Task directions: Down to the last line, repeat the entries exactly.
Segment Start: Provided data
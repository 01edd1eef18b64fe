use crate::domain::{Account, DomainError, NewTransaction, Transaction, User};
use async_trait::async_trait;
use rust_decimal::Decimal;
use uuid::Uuid;

#[cfg(test)]
use mockall::automock;

/// Persistence collaborator for accounts. Soft-deleted rows are invisible
/// to every lookup except [`number_in_use`], which probes the full keyspace
/// so retired numbers are never reissued.
///
/// [`number_in_use`]: AccountRepositoryTrait::number_in_use
#[cfg_attr(test, automock)]
#[async_trait]
pub trait AccountRepositoryTrait: Send + Sync {
    /// Persists a freshly opened account. A raced duplicate account
    /// number surfaces as [`DomainError::Conflict`] via the storage-level
    /// uniqueness constraint.
    async fn insert(&self, account: &Account) -> Result<(), DomainError>;

    async fn find_active_by_number(
        &self,
        account_number: &str,
    ) -> Result<Option<Account>, DomainError>;

    async fn find_active_by_owner(&self, owner_id: Uuid) -> Result<Vec<Account>, DomainError>;

    /// True if any account, deleted or not, holds this number.
    async fn number_in_use(&self, account_number: &str) -> Result<bool, DomainError>;

    /// Persists name/type changes. Balance is owned by the ledger and is
    /// deliberately not written here.
    async fn update_details(&self, account: &Account) -> Result<Account, DomainError>;

    async fn mark_deleted(&self, id: Uuid) -> Result<(), DomainError>;
}

/// Persistence collaborator for ledger entries.
#[cfg_attr(test, automock)]
#[async_trait]
pub trait TransactionRepositoryTrait: Send + Sync {
    /// Writes the balance update and the transaction insert as one unit of
    /// work. The balance write is a compare-and-swap against
    /// `expected_balance`; a concurrent writer that moved the balance first
    /// causes the whole unit to roll back with [`DomainError::Conflict`],
    /// which the ledger treats as a retry signal.
    async fn apply(
        &self,
        account_id: Uuid,
        expected_balance: Decimal,
        new_balance: Decimal,
        new_transaction: NewTransaction,
    ) -> Result<Transaction, DomainError>;

    async fn find_by_account(&self, account_id: Uuid) -> Result<Vec<Transaction>, DomainError>;

    /// Lookup is always scoped by account so transaction ids never leak
    /// across ownership boundaries.
    async fn find_by_id_and_account(
        &self,
        id: i64,
        account_id: Uuid,
    ) -> Result<Option<Transaction>, DomainError>;
}

/// Persistence collaborator for user records. Email uniqueness is
/// case-insensitive and enforced at the storage level.
#[cfg_attr(test, automock)]
#[async_trait]
pub trait UserRepositoryTrait: Send + Sync {
    async fn insert(&self, user: &User) -> Result<(), DomainError>;

    async fn find_by_id(&self, id: Uuid) -> Result<Option<User>, DomainError>;

    async fn find_by_email(&self, email: &str) -> Result<Option<User>, DomainError>;

    async fn update(&self, user: &User) -> Result<User, DomainError>;

    async fn delete(&self, id: Uuid) -> Result<(), DomainError>;
}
Segment End: Provided data
Written answer:
repository 01edd1eef18b64fe
use crate::domain::{Account, DomainError, NewTransaction, Transaction, User};
use async_trait::async_trait;
use rust_decimal::Decimal;
use uuid::Uuid;

#[cfg(test)]
use mockall::automock;

/// Persistence collaborator for accounts. Soft-deleted rows are invisible
/// to every lookup except [`number_in_use`], which probes the full keyspace
/// so retired numbers are never reissued.
///
/// [`number_in_use`]: AccountRepositoryTrait::number_in_use
#[cfg_attr(test, automock)]
#[async_trait]
pub trait AccountRepositoryTrait: Send + Sync {
    /// Persists a freshly opened account. A raced duplicate account
    /// number surfaces as [`DomainError::Conflict`] via the storage-level
    /// uniqueness constraint.
    async fn insert(&self, account: &Account) -> Result<(), DomainError>;

    async fn find_active_by_number(
        &self,
        account_number: &str,
    ) -> Result<Option<Account>, DomainError>;

    async fn find_active_by_owner(&self, owner_id: Uuid) -> Result<Vec<Account>, DomainError>;

    /// True if any account, deleted or not, holds this number.
    async fn number_in_use(&self, account_number: &str) -> Result<bool, DomainError>;

    /// Persists name/type changes. Balance is owned by the ledger and is
    /// deliberately not written here.
    async fn update_details(&self, account: &Account) -> Result<Account, DomainError>;

    async fn mark_deleted(&self, id: Uuid) -> Result<(), DomainError>;
}

/// Persistence collaborator for ledger entries.
#[cfg_attr(test, automock)]
#[async_trait]
pub trait TransactionRepositoryTrait: Send + Sync {
    /// Writes the balance update and the transaction insert as one unit of
    /// work. The balance write is a compare-and-swap against
    /// `expected_balance`; a concurrent writer that moved the balance first
    /// causes the whole unit to roll back with [`DomainError::Conflict`],
    /// which the ledger treats as a retry signal.
    async fn apply(
        &self,
        account_id: Uuid,
        expected_balance: Decimal,
        new_balance: Decimal,
        new_transaction: NewTransaction,
    ) -> Result<Transaction, DomainError>;

    async fn find_by_account(&self, account_id: Uuid) -> Result<Vec<Transaction>, DomainError>;

    /// Lookup is always scoped by account so transaction ids never leak
    /// across ownership boundaries.
    async fn find_by_id_and_account(
        &self,
        id: i64,
        account_id: Uuid,
    ) -> Result<Option<Transaction>, DomainError>;
}

/// Persistence collaborator for user records. Email uniqueness is
/// case-insensitive and enforced at the storage level.
#[cfg_attr(test, automock)]
#[async_trait]
pub trait UserRepositoryTrait: Send + Sync {
    async fn insert(&self, user: &User) -> Result<(), DomainError>;

    async fn find_by_id(&self, id: Uuid) -> Result<Option<User>, DomainError>;

    async fn find_by_email(&self, email: &str) -> Result<Option<User>, DomainError>;

    async fn update(&self, user: &User) -> Result<User, DomainError>;

    async fn delete(&self, id: Uuid) -> Result<(), DomainError>;
}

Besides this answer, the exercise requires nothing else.